No, not the laws that resulted from the bills being signed.  Some still read exactly as they did when the Republican ink dried.  Others do not.  Oregon’s birth certificate statute, for example, now no longer privileges surgical transition – aided by a 2013 signature from Democratic Gov. John Kitzhaber.

The Illinois law has also changed for the better.

And relatively recently.

And via the signature of a Republican.

As a result, last November’s statewide ballot included the name of a Republican who had done something good for trans people – good as in something substantive, something whose existence can be proven.

The Republican who signed the Illinois birth certificate modernization bill was Bruce Rauner.  In 2018 he sought a second term as governor of Illinois.  Signing such a bill was not something he had to do in 2017 – though perhaps he thought that he needed to.

Rauner’s policies overall were indistinguishable from those of other notorious Midwest Republican governors of our current decade.  He differed, however, from Scott Walker and Rick Snyder in that he lacked a Republican-controlled legislature that would sign off on all of his anti-teacher and anti-worker dreams.

Despite doing everything he could on his own to weaken the rights of workers, Rauner drew a primary challenger from the christianist right, Jeanne Ives.  She used the trans law against him, arguably even to a greater degree than Illinois-born trans people will ever use it for themselves.  She saturated the media statewide with a ferociously disgusting, bathroom-centric anti-trans commercial.

It was a strategy that almost worked.

Ives did lose, but only 51.4% to 48.6%.  As a sitting governor who only survived his own primary by the skin of his teeth, Rauner became the political equivalent of the walking dead.  Following the primary, no one took his reelection effort seriously and he lost badly in the general election.
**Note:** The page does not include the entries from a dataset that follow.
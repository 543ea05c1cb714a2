use crate::{AccessList, TxType};
use alloy_rlp::{BufMut, Decodable, Encodable, Header};
use primitives::{keccak256, Address, Bytes, TxKind, B256, U256};

/// EIP-1559 transaction: fee cap and tip cap instead of a gas price.
#[derive(Clone, Debug, Default, PartialEq, Eq, Hash)]
#[cfg_attr(feature = "serde", derive(serde::Serialize, serde::Deserialize))]
#[cfg_attr(feature = "serde", serde(rename_all = "camelCase"))]
pub struct DynamicFeeTx {
    /// Chain id, always part of the payload.
    pub chain_id: u64,
    /// Sender nonce.
    pub nonce: u64,
    /// Highest tip per gas the sender pays the block proposer.
    pub gas_tip_cap: U256,
    /// Highest total price per gas, base fee included.
    pub gas_fee_cap: U256,
    /// Maximum gas the transaction may consume.
    pub gas_limit: u64,
    /// Recipient, `None` for contract creation.
    pub to: Option<Address>,
    /// Transferred value.
    pub value: U256,
    /// Call data or init code.
    pub input: Bytes,
    /// Pre-declared accounts and slots.
    pub access_list: AccessList,
}

impl DynamicFeeTx {
    /// Price per gas actually paid: `min(gas_fee_cap, base_fee + gas_tip_cap)`, or the
    /// fee cap when there is no base fee.
    #[inline]
    pub fn effective_gas_price(&self, base_fee: Option<U256>) -> U256 {
        match base_fee {
            None => self.gas_fee_cap,
            Some(base_fee) => self
                .gas_fee_cap
                .min(base_fee.saturating_add(self.gas_tip_cap)),
        }
    }

    /// Tip per gas that reaches the block proposer: `min(gas_tip_cap, gas_fee_cap -
    /// base_fee)`. `None` when the fee cap is below the base fee.
    #[inline]
    pub fn effective_tip(&self, base_fee: U256) -> Option<U256> {
        self.gas_fee_cap
            .checked_sub(base_fee)
            .map(|headroom| headroom.min(self.gas_tip_cap))
    }

    pub(crate) fn fields_len(&self) -> usize {
        self.chain_id.length()
            + self.nonce.length()
            + self.gas_tip_cap.length()
            + self.gas_fee_cap.length()
            + self.gas_limit.length()
            + TxKind::from(self.to).length()
            + self.value.length()
            + self.input.length()
            + self.access_list.length()
    }

    pub(crate) fn encode_fields(&self, out: &mut dyn BufMut) {
        self.chain_id.encode(out);
        self.nonce.encode(out);
        self.gas_tip_cap.encode(out);
        self.gas_fee_cap.encode(out);
        self.gas_limit.encode(out);
        TxKind::from(self.to).encode(out);
        self.value.encode(out);
        self.input.encode(out);
        self.access_list.encode(out);
    }

    pub(crate) fn decode_fields(buf: &mut &[u8]) -> alloy_rlp::Result<Self> {
        Ok(Self {
            chain_id: Decodable::decode(buf)?,
            nonce: Decodable::decode(buf)?,
            gas_tip_cap: Decodable::decode(buf)?,
            gas_fee_cap: Decodable::decode(buf)?,
            gas_limit: Decodable::decode(buf)?,
            to: TxKind::decode(buf)?.to().copied(),
            value: Decodable::decode(buf)?,
            input: Decodable::decode(buf)?,
            access_list: Decodable::decode(buf)?,
        })
    }

    /// Hash the sender signs: `keccak256(0x02 || rlp(fields))`.
    pub fn signature_hash(&self) -> B256 {
        let payload_length = self.fields_len();
        let mut out = Vec::with_capacity(payload_length + 5);
        out.put_u8(TxType::Eip1559 as u8);
        Header {
            list: true,
            payload_length,
        }
        .encode(&mut out);
        self.encode_fields(&mut out);
        keccak256(&out)
    }
}
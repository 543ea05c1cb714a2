//! Settlement after execution.
use crate::{BankKeeper, BankWrapper, RefundError, FEE_COLLECTOR};
use primitives::{Address, Coin, Coins, U256};
use tracing::debug;

/// Pays `leftover_gas * gas_price` from the fee collector back to `from`.
///
/// `denom` is the denomination the fees were deducted in, normally the extended one. A
/// zero refund is a no-op.
pub fn refund_gas<B: BankKeeper>(
    bank: &mut BankWrapper<B>,
    from: Address,
    leftover_gas: u64,
    gas_price: U256,
    denom: &str,
) -> Result<(), RefundError<B::Error>> {
    let amount = U256::from(leftover_gas).saturating_mul(gas_price);
    if amount.is_zero() {
        return Ok(());
    }

    let coins = Coins::from(Coin::new(denom, amount));
    bank.send_coins_from_module_to_account(FEE_COLLECTOR, from, &coins)
        .map_err(|source| RefundError::RefundFailed {
            leftover_gas,
            amount,
            source,
        })?;
    debug!(target: "handler", %from, leftover_gas, %amount, "refunded leftover gas");
    Ok(())
}

#[cfg(test)]
mod tests {
    use super::*;
    use crate::bank::tests::MockBank;
    use primitives::EvmCoinInfo;

    fn eighteen_decimals() -> EvmCoinInfo {
        EvmCoinInfo::new("aevm", "aevm", "evm", 18).unwrap()
    }

    #[test]
    fn refunds_from_fee_collector() {
        let sender = Address::with_last_byte(7);
        let mut bank = MockBank::default();
        bank.modules.insert(FEE_COLLECTOR.to_string(), U256::from(1_000));
        let mut wrapper = BankWrapper::new(bank, eighteen_decimals());

        refund_gas(&mut wrapper, sender, 30, U256::from(10), "aevm").unwrap();

        let bank = wrapper.into_inner();
        assert_eq!(bank.accounts[&sender], U256::from(300));
        assert_eq!(bank.modules[FEE_COLLECTOR], U256::from(700));
    }

    #[test]
    fn zero_refund_sends_nothing() {
        let mut wrapper = BankWrapper::new(MockBank::default(), eighteen_decimals());
        refund_gas(&mut wrapper, Address::ZERO, 0, U256::from(10), "aevm").unwrap();
        refund_gas(&mut wrapper, Address::ZERO, 10, U256::ZERO, "aevm").unwrap();
        assert!(wrapper.into_inner().sent.is_empty());
    }

    #[test]
    fn empty_fee_collector_fails_the_refund() {
        let mut wrapper = BankWrapper::new(MockBank::default(), eighteen_decimals());
        let err = refund_gas(&mut wrapper, Address::ZERO, 5, U256::from(2), "aevm").unwrap_err();
        let RefundError::RefundFailed {
            leftover_gas,
            amount,
            ..
        } = err;
        assert_eq!(leftover_gas, 5);
        assert_eq!(amount, U256::from(10));
    }
}
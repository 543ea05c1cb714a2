//! Boundary with the native coin ledger.
//!
//! The EVM works in 18-decimal units. The native ledger keeps its own precision, so
//! every amount crossing this boundary goes through the decimal scaler.
use auto_impl::auto_impl;
use primitives::{to_vm18, Address, Coin, Coins, EvmCoinInfo, U256};

/// Module account collecting transaction fees.
pub const FEE_COLLECTOR: &str = "fee_collector";

/// Native coin ledger, in native units.
#[auto_impl(&mut, Box)]
pub trait BankKeeper {
    /// The ledger error type.
    type Error: core::error::Error + Send + Sync + 'static;

    /// Balance of `address` in `denom`.
    fn get_balance(&self, address: Address, denom: &str) -> U256;

    /// Moves `coins` from the module account `module` to `recipient`.
    fn send_coins_from_module_to_account(
        &mut self,
        module: &str,
        recipient: Address,
        coins: &Coins,
    ) -> Result<(), Self::Error>;

    /// Moves `coins` from `sender` to the module account `module`.
    fn send_coins_from_account_to_module(
        &mut self,
        sender: Address,
        module: &str,
        coins: &Coins,
    ) -> Result<(), Self::Error>;
}

/// A [`BankKeeper`] seen in 18-decimal units.
///
/// Coins of the extended denomination are converted to the native denomination before
/// they reach the ledger. The conversion truncates: sub-unit remainders are not moved.
#[derive(Clone, Debug)]
pub struct BankWrapper<B> {
    bank: B,
    coin_info: EvmCoinInfo,
}

impl<B: BankKeeper> BankWrapper<B> {
    /// Wraps `bank` for the coin described by `coin_info`.
    pub fn new(bank: B, coin_info: EvmCoinInfo) -> Self {
        Self { bank, coin_info }
    }

    /// Coin metadata used for conversions.
    pub fn coin_info(&self) -> &EvmCoinInfo {
        &self.coin_info
    }

    /// Returns the wrapped ledger.
    pub fn into_inner(self) -> B {
        self.bank
    }

    /// Balance of `address` in 18-decimal units.
    pub fn get_balance(&self, address: Address) -> U256 {
        let native = self.bank.get_balance(address, self.coin_info.denom());
        to_vm18(native, self.coin_info.decimals())
    }

    /// Converts 18-decimal coins to what the native ledger moves.
    pub fn to_native_coins(&self, coins: &Coins) -> Coins {
        Coins::new(coins.iter().map(|coin| self.to_native_coin(coin)))
    }

    fn to_native_coin(&self, coin: &Coin) -> Coin {
        if coin.denom == self.coin_info.extended_denom() {
            self.coin_info.to_native(coin)
        } else {
            coin.clone()
        }
    }

    /// Moves 18-decimal `coins` from the module account `module` to `recipient`.
    ///
    /// Nothing is sent when the coins truncate to zero.
    pub fn send_coins_from_module_to_account(
        &mut self,
        module: &str,
        recipient: Address,
        coins: &Coins,
    ) -> Result<(), B::Error> {
        let coins = self.to_native_coins(coins);
        if coins.is_zero() {
            return Ok(());
        }
        self.bank
            .send_coins_from_module_to_account(module, recipient, &coins)
    }

    /// Moves 18-decimal `coins` from `sender` to the module account `module`.
    ///
    /// Nothing is sent when the coins truncate to zero.
    pub fn send_coins_from_account_to_module(
        &mut self,
        sender: Address,
        module: &str,
        coins: &Coins,
    ) -> Result<(), B::Error> {
        let coins = self.to_native_coins(coins);
        if coins.is_zero() {
            return Ok(());
        }
        self.bank
            .send_coins_from_account_to_module(sender, module, &coins)
    }
}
It would be wrong to say that Rauner lost because of signing the trans bill.  But it also would be wrong to discount the obvious role it played in creating a viable Jeanne Ives.  (The 2018 elections may be over, but don’t think for a moment that we’ve heard the last from her.)

None of us should back down from dissecting Republican (and, for that matter, Democratic) platitudes proclaiming friendship and support for LGBTQ people.  None of us should ever accept any platitudes at face value.  Demand to know how politicians actually define each word they are speaking.  Demand to know what is actually being said.

Proclaiming the GOP to be the “party of Lincoln” means nothing – or at least nothing good – when a person so proclaiming subscribes to the History of America According to Dinesh D’Souza and Dennis Prager.

But we can’t devolve into D’Souzas ourselves.  Criticizing what the Republican Party has become requires being honest to a degree that so many who wave that party flag are unwilling to be – or perhaps even incapable of being.

Hi! I’m a Republican! Vote for me because the GOP is the party of LGBTQ freedom! Please don’t ask me what I actually mean by that!

We have to be honest and acknowledge that some Republicans actually have actually done some good things for us.

But we also have the right to point out that the vast majority of those things happened a long time ago in a political galaxy far, far away.

As for here and now?

Bruce Rauner’s signature on one trans-positive bill is the exception.  Everything the Republican presidencies of the 21st century have done is the rule.  Everything that their judicial appointees have done and will do will be the future.